Each entry is to be retyped exactly as it stands.

■ Provided records ■
------------------------------------------------------------

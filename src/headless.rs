use crate::cloth::{ClothState, ClothStats};
use crate::error::AppError;
use crate::stepper::Stepper;
use crate::RunOptions;
use std::sync::atomic::{AtomicBool, Ordering};
use std::sync::Arc;
use std::time::Instant;

/// Steps until `limit` is reached or `running` is cleared, logging stats every
/// `report_every` steps (0 disables reports). Returns the final stats.
pub fn simulate(
  state: &mut ClothState,
  stepper: &Stepper,
  limit: Option<u64>,
  report_every: u64,
  running: &AtomicBool,
) -> ClothStats {
  let mut warned = false;
  while running.load(Ordering::SeqCst) && limit.map_or(true, |n| state.steps() < n) {
    state.advance(stepper);
    if report_every == 0 || state.steps() % report_every != 0 {
      continue;
    }
    let stats = state.stats();
    log::info!(
      "step {}: y in [{:.4}, {:.4}], max speed {:.4}",
      state.steps(),
      stats.min[1],
      stats.max[1],
      stats.max_speed
    );
    if stats.non_finite > 0 && !warned {
      log::warn!(
        "{} non-finite components after step {}; the simulation has diverged",
        stats.non_finite,
        state.steps()
      );
      warned = true;
    }
  }
  state.stats()
}

/// Runs the CPU kernel without a window until `options.steps` or Ctrl-C.
pub fn run(options: &RunOptions) -> Result<ClothStats, AppError> {
  let (mut state, stepper) = options.build_simulation()?;
  let running = Arc::new(AtomicBool::new(true));
  {
    let running = running.clone();
    ctrlc::set_handler(move || running.store(false, Ordering::SeqCst))?;
  }

  let start = Instant::now();
  let stats = simulate(
    &mut state,
    &stepper,
    options.steps,
    options.report_every,
    &running,
  );
  let elapsed = start.elapsed().as_secs_f64();
  log::info!(
    "ran {} steps in {:.2}s ({:.1} steps/s)",
    state.steps(),
    elapsed,
    state.steps() as f64 / elapsed.max(f64::EPSILON)
  );
  Ok(stats)
}

#[cfg(test)]
mod tests {
  use super::*;
  use crate::initialize::ClothPreset;
  use crate::stepper::KernelVariant;

  fn options() -> RunOptions {
    RunOptions {
      resolution: Some(8),
      preset: ClothPreset::Flat,
      ..RunOptions::default()
    }
  }

  #[test]
  fn stops_at_the_step_limit() {
    let (mut state, stepper) = options().build_simulation().unwrap();
    let mean_y = |state: &ClothState| {
      let positions = &state.read_snapshot().positions;
      positions.iter().map(|p| p[1]).sum::<f32>() / positions.len() as f32
    };
    let before = mean_y(&state);
    let running = AtomicBool::new(true);
    let stats = simulate(&mut state, &stepper, Some(25), 10, &running);
    assert_eq!(state.steps(), 25);
    assert_eq!(stats.non_finite, 0);
    assert!(mean_y(&state) < before);
  }

  #[test]
  fn cleared_flag_stops_immediately() {
    let (mut state, stepper) = options().build_simulation().unwrap();
    let running = AtomicBool::new(false);
    simulate(&mut state, &stepper, None, 1, &running);
    assert_eq!(state.steps(), 0);
  }

  #[test]
  fn reference_kernel_stays_finite_on_the_drape() {
    let options = RunOptions {
      resolution: Some(16),
      variant: KernelVariant::Reference,
      ..RunOptions::default()
    };
    let (mut state, stepper) = options.build_simulation().unwrap();
    let running = AtomicBool::new(true);
    let stats = simulate(&mut state, &stepper, Some(200), 0, &running);
    assert_eq!(stats.non_finite, 0);
  }
}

------------------------------------------------------------

■ Written answer ■
filename src/headless.rs
use crate::cloth::{ClothState, ClothStats};
use crate::error::AppError;
use crate::stepper::Stepper;
use crate::RunOptions;
use std::sync::atomic::{AtomicBool, Ordering};
use std::sync::Arc;
use std::time::Instant;

/// Steps until `limit` is reached or `running` is cleared, logging stats every
/// `report_every` steps (0 disables reports). Returns the final stats.
pub fn simulate(
  state: &mut ClothState,
  stepper: &Stepper,
  limit: Option<u64>,
  report_every: u64,
  running: &AtomicBool,
) -> ClothStats {
  let mut warned = false;
  while running.load(Ordering::SeqCst) && limit.map_or(true, |n| state.steps() < n) {
    state.advance(stepper);
    if report_every == 0 || state.steps() % report_every != 0 {
      continue;
    }
    let stats = state.stats();
    log::info!(
      "step {}: y in [{:.4}, {:.4}], max speed {:.4}",
      state.steps(),
      stats.min[1],
      stats.max[1],
      stats.max_speed
    );
    if stats.non_finite > 0 && !warned {
      log::warn!(
        "{} non-finite components after step {}; the simulation has diverged",
        stats.non_finite,
        state.steps()
      );
      warned = true;
    }
  }
  state.stats()
}

/// Runs the CPU kernel without a window until `options.steps` or Ctrl-C.
pub fn run(options: &RunOptions) -> Result<ClothStats, AppError> {
  let (mut state, stepper) = options.build_simulation()?;
  let running = Arc::new(AtomicBool::new(true));
  {
    let running = running.clone();
    ctrlc::set_handler(move || running.store(false, Ordering::SeqCst))?;
  }

  let start = Instant::now();
  let stats = simulate(
    &mut state,
    &stepper,
    options.steps,
    options.report_every,
    &running,
  );
  let elapsed = start.elapsed().as_secs_f64();
  log::info!(
    "ran {} steps in {:.2}s ({:.1} steps/s)",
    state.steps(),
    elapsed,
    state.steps() as f64 / elapsed.max(f64::EPSILON)
  );
  Ok(stats)
}

#[cfg(test)]
mod tests {
  use super::*;
  use crate::initialize::ClothPreset;
  use crate::stepper::KernelVariant;

  fn options() -> RunOptions {
    RunOptions {
      resolution: Some(8),
      preset: ClothPreset::Flat,
      ..RunOptions::default()
    }
  }

  #[test]
  fn stops_at_the_step_limit() {
    let (mut state, stepper) = options().build_simulation().unwrap();
    let mean_y = |state: &ClothState| {
      let positions = &state.read_snapshot().positions;
      positions.iter().map(|p| p[1]).sum::<f32>() / positions.len() as f32
    };
    let before = mean_y(&state);
    let running = AtomicBool::new(true);
    let stats = simulate(&mut state, &stepper, Some(25), 10, &running);
    assert_eq!(state.steps(), 25);
    assert_eq!(stats.non_finite, 0);
    assert!(mean_y(&state) < before);
  }

  #[test]
  fn cleared_flag_stops_immediately() {
    let (mut state, stepper) = options().build_simulation().unwrap();
    let running = AtomicBool::new(false);
    simulate(&mut state, &stepper, None, 1, &running);
    assert_eq!(state.steps(), 0);
  }

  #[test]
  fn reference_kernel_stays_finite_on_the_drape() {
    let options = RunOptions {
      resolution: Some(16),
      variant: KernelVariant::Reference,
      ..RunOptions::default()
    };
    let (mut state, stepper) = options.build_simulation().unwrap();
    let running = AtomicBool::new(true);
    let stats = simulate(&mut state, &stepper, Some(200), 0, &running);
    assert_eq!(stats.non_finite, 0);
  }
}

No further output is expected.